> [Work request]:
Each line below with the word "AppState" needs to be copied.

> [Extracted data]:
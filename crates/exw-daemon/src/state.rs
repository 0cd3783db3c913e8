//! Shared runtime state for exw-daemon.
//!
//! One live exam session at a time, held behind a single async mutex so every
//! delivery (and the escalation check inside it) runs to completion before
//! the next one starts.

use std::path::PathBuf;
use std::sync::Arc;
use std::time::Duration;

use exw_audit::{AuditWriter, TOPIC_REPORT, TOPIC_SESSION};
use exw_engine::{EngineConfig, MonitorEngine, MonitorSnapshot};
use exw_schemas::Severity;
use serde::{Deserialize, Serialize};
use serde_json::json;
use tokio::sync::{broadcast, Mutex};
use tracing::warn;
use uuid::Uuid;

// ---------------------------------------------------------------------------
// BusMsg: SSE event bus payload
// ---------------------------------------------------------------------------

#[derive(Clone, Debug, Serialize, Deserialize)]
#[serde(tag = "type", rename_all = "snake_case")]
pub enum BusMsg {
    Heartbeat {
        ts_millis: i64,
    },
    Snapshot {
        session_id: Uuid,
        snapshot: MonitorSnapshot,
    },
    LogLine {
        session_id: Uuid,
        ts_ms: u64,
        severity: Severity,
        message: String,
    },
}

#[derive(Clone, Debug, Serialize, Deserialize)]
pub struct BuildInfo {
    pub service: &'static str,
    pub version: &'static str,
}

// ---------------------------------------------------------------------------
// LiveSession
// ---------------------------------------------------------------------------

pub struct LiveSession {
    pub session_id: Uuid,
    pub engine: MonitorEngine,
    audit: Option<AuditWriter>,
    /// Log entries already pushed to the bus / audit file.
    published: usize,
    report_audited: bool,
}

impl LiveSession {
    pub fn new(session_id: Uuid, engine: MonitorEngine, audit: Option<AuditWriter>) -> Self {
        Self {
            session_id,
            engine,
            audit,
            published: 0,
            report_audited: false,
        }
    }

    /// Push new log lines, then a snapshot. Audit failures are logged; the
    /// session keeps running.
    pub fn publish(&mut self, bus: &broadcast::Sender<BusMsg>) {
        let log = self.engine.log();
        let fresh = &log[self.published.min(log.len())..];

        for entry in fresh {
            let _ = bus.send(BusMsg::LogLine {
                session_id: self.session_id,
                ts_ms: entry.ts_ms,
                severity: entry.severity,
                message: entry.message.clone(),
            });
        }
        if let Some(w) = self.audit.as_mut() {
            if let Err(e) = w.append_log_entries(fresh) {
                warn!(session_id = %self.session_id, error = %e, "audit append failed");
            }
        }
        self.published = log.len();

        if !self.report_audited {
            if let (Some(report), Some(w)) = (self.engine.report(), self.audit.as_mut()) {
                match w.append_value(TOPIC_REPORT, "INTEGRITY_REPORT", report) {
                    Ok(_) => self.report_audited = true,
                    Err(e) => {
                        warn!(session_id = %self.session_id, error = %e, "audit report failed")
                    }
                }
            }
        }

        let _ = bus.send(BusMsg::Snapshot {
            session_id: self.session_id,
            snapshot: self.engine.snapshot(),
        });
    }
}

// ---------------------------------------------------------------------------
// AppState
// ---------------------------------------------------------------------------

/// Cloneable (Arc) handle shared across all Axum handlers.
#[derive(Clone)]
pub struct AppState {
    pub bus: broadcast::Sender<BusMsg>,
    pub build: BuildInfo,
    pub engine_cfg: EngineConfig,
    pub config_hash: Option<String>,
    /// Directory for per-session audit files (`<session_id>.jsonl`); None disables auditing.
    pub audit_dir: Option<PathBuf>,
    pub session: Arc<Mutex<Option<LiveSession>>>,
}

impl Default for AppState {
    fn default() -> Self {
        Self::new(EngineConfig::defaults())
    }
}

impl AppState {
    pub fn new(engine_cfg: EngineConfig) -> Self {
        let (bus, _rx) = broadcast::channel::<BusMsg>(1024);
        Self {
            bus,
            build: BuildInfo {
                service: "exw-daemon",
                version: env!("CARGO_PKG_VERSION"),
            },
            engine_cfg,
            config_hash: None,
            audit_dir: None,
            session: Arc::new(Mutex::new(None)),
        }
    }

    pub fn with_config_hash(mut self, hash: impl Into<String>) -> Self {
        self.config_hash = Some(hash.into());
        self
    }

    pub fn with_audit_dir(mut self, dir: impl Into<PathBuf>) -> Self {
        self.audit_dir = Some(dir.into());
        self
    }

    /// Audit writer for a new session, with its opening record written.
    pub fn open_audit(&self, session_id: Uuid) -> anyhow::Result<Option<AuditWriter>> {
        let Some(dir) = &self.audit_dir else {
            return Ok(None);
        };
        let mut w = AuditWriter::new(dir.join(format!("{session_id}.jsonl")), session_id, true)?;
        w.append(
            TOPIC_SESSION,
            "OPEN",
            json!({
                "service": self.build.service,
                "version": self.build.version,
                "config_hash": self.config_hash,
            }),
        )?;
        Ok(Some(w))
    }
}

/// Spawn a background task that emits a heartbeat SSE every `interval`.
pub fn spawn_heartbeat(bus: broadcast::Sender<BusMsg>, interval: Duration) {
    tokio::spawn(async move {
        let mut ticker = tokio::time::interval(interval);
        loop {
            ticker.tick().await;
            let ts = chrono::Utc::now().timestamp_millis();
            let _ = bus.send(BusMsg::Heartbeat { ts_millis: ts });
        }
    });
}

> [Answer for this exercise]:
// AppState
pub struct AppState {
impl Default for AppState {
impl AppState {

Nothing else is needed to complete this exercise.